A final limitation worth considering is the use of a sample of convenience. There are some advantages to studying mindfulness in non-clinical samples of novice meditators. Some have suggested that the potential mental and physical health benefits of mindfulness can be studied meaningfully in a range of populations given that mindfulness is a universal capacity (Brown, Ryan, & Creswell, 2007
). Similarly, mindfulness training is being increasingly applied as a form of stress-management for students in higher education settings (Shapiro et al., 2008
) and has been found to be effective in non-clinical samples (Chiesa & Serretti, 2009
). Nonetheless, it remains to be seen if the present results generalize to individuals with psychological disorders characterized by more severe and entrenched patterns of repetitive thoughts or experienced meditators with more practice observing thoughts from a decentered perspective. Furthermore, potential floor effects in the measure of negative affect in this non-clinical sample preclude meaningful examination of the effects of decentering on mood changes following practice of MB.
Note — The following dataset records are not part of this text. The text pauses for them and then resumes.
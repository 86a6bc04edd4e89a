use super::find_options;
use bson::{Document, doc};
use engine::{Page, QueryOpts};
use error_stack::{Report as ErrorReport, ResultExt};
use mongodb::{Collection, Database};
use reports_core::ReportRepository;
use reports_core::model::{Report, ReportStatus};
use reports_core::result::{RepoResult, ReportRepoError};
use serde::{Deserialize, Serialize};
use tokio_stream::StreamExt;
use tracing::debug;

const REPORTS_COLLECTION_NAME: &str = "reports";

/// A report stored under the key it was written with. For updates that key can differ
/// from `report.id`.
#[derive(Debug, Serialize, Deserialize)]
struct MongoReport {
    #[serde(rename = "_id")]
    key: String,
    #[serde(flatten)]
    report: Report,
}

#[derive(Debug, Clone)]
pub struct ReportRepo {
    db: Database,
}

impl ReportRepo {
    pub fn new(db: Database) -> Self {
        Self { db }
    }

    fn reports(&self) -> Collection<MongoReport> {
        self.db.collection(REPORTS_COLLECTION_NAME)
    }

    async fn find_page(&self, filter: Document, opts: QueryOpts) -> RepoResult<Page<Report>> {
        let total = self
            .reports()
            .count_documents(filter.clone())
            .await
            .change_context(ReportRepoError::List)?;

        let Some(options) = find_options(&opts) else {
            return Ok(Page::new(Vec::new(), total, &opts));
        };

        let items = self
            .reports()
            .find(filter)
            .with_options(options)
            .await
            .change_context(ReportRepoError::List)?
            .map(|r| r.map(|r| r.report))
            .collect::<Result<Vec<Report>, _>>()
            .await
            .change_context(ReportRepoError::List)?;

        Ok(Page::new(items, total, &opts))
    }

    async fn find_by_status(
        &self,
        status: ReportStatus,
        opts: QueryOpts,
    ) -> RepoResult<Page<Report>> {
        self.find_page(doc! { "status": status.as_str() }, opts)
            .await
    }
}

fn not_found(id: &str) -> ErrorReport<ReportRepoError> {
    ErrorReport::new(ReportRepoError::NotFound).attach(format!("report '{id}'"))
}

impl ReportRepository for ReportRepo {
    async fn create(&self, report: Report) -> RepoResult<()> {
        let document = MongoReport {
            key: report.id.clone(),
            report,
        };

        self.reports()
            .insert_one(document)
            .await
            .change_context(ReportRepoError::Create)?;
        Ok(())
    }

    async fn get(&self, opts: QueryOpts) -> RepoResult<Page<Report>> {
        self.find_page(Document::new(), opts).await
    }

    async fn get_by_id(&self, id: String) -> RepoResult<Report> {
        self.reports()
            .find_one(doc! { "_id": id.as_str() })
            .await
            .change_context(ReportRepoError::Get)?
            .map(|r| r.report)
            .ok_or_else(|| not_found(&id))
    }

    async fn get_all_by_status_completed(&self, opts: QueryOpts) -> RepoResult<Page<Report>> {
        self.find_by_status(ReportStatus::Completed, opts).await
    }

    async fn get_all_by_status_pending(&self, opts: QueryOpts) -> RepoResult<Page<Report>> {
        self.find_by_status(ReportStatus::Pending, opts).await
    }

    async fn update(&self, report: Report, id: String) -> RepoResult<()> {
        let document = MongoReport {
            key: id.clone(),
            report,
        };

        let result = self
            .reports()
            .replace_one(doc! { "_id": id.as_str() }, document)
            .await
            .change_context(ReportRepoError::Update)?;

        if result.matched_count == 0 {
            return Err(not_found(&id));
        }
        Ok(())
    }

    async fn delete(&self, id: String) -> RepoResult<()> {
        let result = self
            .reports()
            .delete_one(doc! { "_id": id.as_str() })
            .await
            .change_context(ReportRepoError::Delete)?;

        debug!("deleted {} reports with id '{id}'", result.deleted_count);
        if result.deleted_count == 0 {
            return Err(not_found(&id));
        }
        Ok(())
    }
}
Despite these limitations, the present study helps to provide further evidence of decentering as potential mechanism that distinguishes mindfulness practice from other stress-management exercises. The present study adds to the clinical literature by examining the immediate effect of a specific mindfulness meditation practice on decentering. This is valuable given that mindfulness- and acceptance-based intervention approaches contain many components and experimental studies can isolate the effects of a specific practice or skill building exercise (Roemer & Orsillo, 2003
). The present study helps to establish that mindfulness of the breath may offer psychological benefits above and beyond other credible brief stress-management exercises.